Люди еще не знали, что она сама же и подожгла дом. Евдокия стояла, глядя сверху на мятущуюся, орущую и размахивающую руками толпу односельчан внизу, и жизнь ей показалась каким-то нереальным мгновением, которое должно закончиться сию же минуту. Страха не было. А только пустота в душе и вокруг.
— Прыгай, дура! Не стой! — громче всех кричал Свирид Кузьмич, хорошо понимая, что кому-кому, а ему прежде всего придется нести ответственность за гибель столь высокого венгерского офицера, а останься жива Евдокия — весь гнев оккупационных властей обрушился бы на нее. — Да прыгай же ты, недотепа!.. Прыгай! — почти стонал староста.
Но пламя огромным красным языком уже жадно облизывало крышу хаты, змеилось, торжествуя вокруг своей жертвы. И сквозь весь этот шум и треск нагорновцы услышали четко и ясно:
— Люди, про-сти-те!..
Это были последние слова Евдокии. Спустя секунды огонь поглотил и ее, хата неуклюже осела, а затем и вообще рухнула, еще сильнее пылая и разметая искры, казалось, по всему небу. Бушуя, поднимая веретенообразный вихрь пламени вверх, горел сарай. Огонь подползал к автомобилю. Подбежавший шофер попытался было завести машину, но не получилось, и опасность была — бензин в баке от жары мог взорваться в любой момент. Шофер, подпирая плечом, хотел сам столкнуть автомобиль с места, но не хватило силенок и он стал размахивать руками, кричать, звать на помощь.

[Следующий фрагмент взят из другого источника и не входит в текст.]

use crate::amount::{format_currency, Amount};
use crate::document::AggregateRow;
use log::debug;

pub const AVERAGE_LABEL: &str = "Total Average";

/// Case- and whitespace-insensitive check for a "monthly revenue" column,
/// covering `Monthly Revenue`, `monthly_revenue` and `monthlyRevenue`.
pub fn is_monthly_revenue_header(header: &str) -> bool {
    let normalized: String = header
        .chars()
        .filter(|c| !c.is_whitespace())
        .collect::<String>()
        .to_lowercase();
    normalized.contains("monthly") && normalized.contains("revenue")
}

/// Index of the first monthly revenue column. Later matches are ignored.
pub fn revenue_column<'a, I>(headers: I) -> Option<usize>
where
    I: IntoIterator<Item = &'a str>,
{
    headers.into_iter().position(is_monthly_revenue_header)
}

/// Averages the parseable amounts of one column into an [`AggregateRow`].
///
/// Returns `None` when no cell parses.
pub fn average_row<I>(column_index: usize, amounts: I) -> Option<AggregateRow>
where
    I: IntoIterator<Item = Amount>,
{
    let (total, count) = amounts
        .into_iter()
        .filter_map(Amount::value)
        .fold((0.0_f64, 0_usize), |(total, count), v| (total + v, count + 1));

    if count == 0 {
        debug!("Column {} has no parseable amounts, skipping average", column_index);
        return None;
    }

    let mean = total / count as f64;
    debug!(
        "Averaged {} values in column {}: {}",
        count, column_index, mean
    );

    Some(AggregateRow {
        column_index,
        label: format!("{}: {}", AVERAGE_LABEL, format_currency(mean)),
        value: Amount::Parsed(mean),
    })
}

#[cfg(test)]
mod tests {
    use super::*;
    use crate::amount::parse_amount;

    #[test]
    fn test_revenue_header_spellings() {
        assert!(is_monthly_revenue_header("Monthly Revenue"));
        assert!(is_monthly_revenue_header("monthly_revenue"));
        assert!(is_monthly_revenue_header("monthlyRevenue"));
        assert!(is_monthly_revenue_header("MONTHLY  REVENUE (USD)"));
        assert!(!is_monthly_revenue_header("Revenue"));
        assert!(!is_monthly_revenue_header("Monthly Deposits"));
    }

    #[test]
    fn test_first_matching_column_wins() {
        let headers = ["Month", "Monthly Revenue", "Monthly Revenue (Adj)"];
        assert_eq!(revenue_column(headers), Some(1));
        assert_eq!(revenue_column(["Month", "Deposits"]), None);
    }

    #[test]
    fn test_average_skips_unparseable() {
        let cells = ["$1,000.00", "n/a", "$2,000.00", ""];
        let row = average_row(2, cells.iter().map(|c| parse_amount(c))).unwrap();
        assert_eq!(row.column_index, 2);
        assert_eq!(row.value, Amount::Parsed(1500.0));
        assert_eq!(row.label, "Total Average: $1,500.00");
    }

    #[test]
    fn test_no_parseable_cells_means_no_row() {
        let cells = ["n/a", "pending"];
        assert!(average_row(0, cells.iter().map(|c| parse_amount(c))).is_none());
        assert!(average_row(0, std::iter::empty()).is_none());
    }
}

— Техника хоть и чужая, но жаль, если сгорит, — Тихон первым подбежал к машине.
За ним последовали другие. Несколько мужиков, чертыхаясь и крича друг на друга, стали отталкивать легковушку подальше от огня. Сломали забор, выкатили автомобиль аж на улицу, где ему ничто уже не грозило.
…Утром в Нагорное прибыл отряд немецких карателей из уездной комендатуры во главе с эсэсовцем Эккертом, покровителем Нюрки. Стали разбираться, кто виноват в происшедшем. Эсэсовец внимательно выслушал объяснение старосты, полицаев, допросил кое-кого из мужиков, выслушал рассказ часового Шандора о «красивой русской преступнице» и сделал твердый вывод: эти мадьяры не заслуживают жалости. Как мог офицер Иштван Гамар, комендант местного лагеря военнопленных, связаться с дочерью коммуниста? Сам виноват в своей гибели! Шандора приказал отдать под суд военного трибунала, поскольку тот нарушил дисциплину, оставил пост и пытался завести интимную связь с русской женщиной. Староста втайне благодарил Бога за то, что сгорел и адъютант, ибо некому было теперь объяснить, что квартиру в хате Лыковых коменданту порекомендовал именно он, Свирид Кузьмич Огрызков, Шандору же эта мысль не пришла на ум, иначе старосте не сносить бы головы.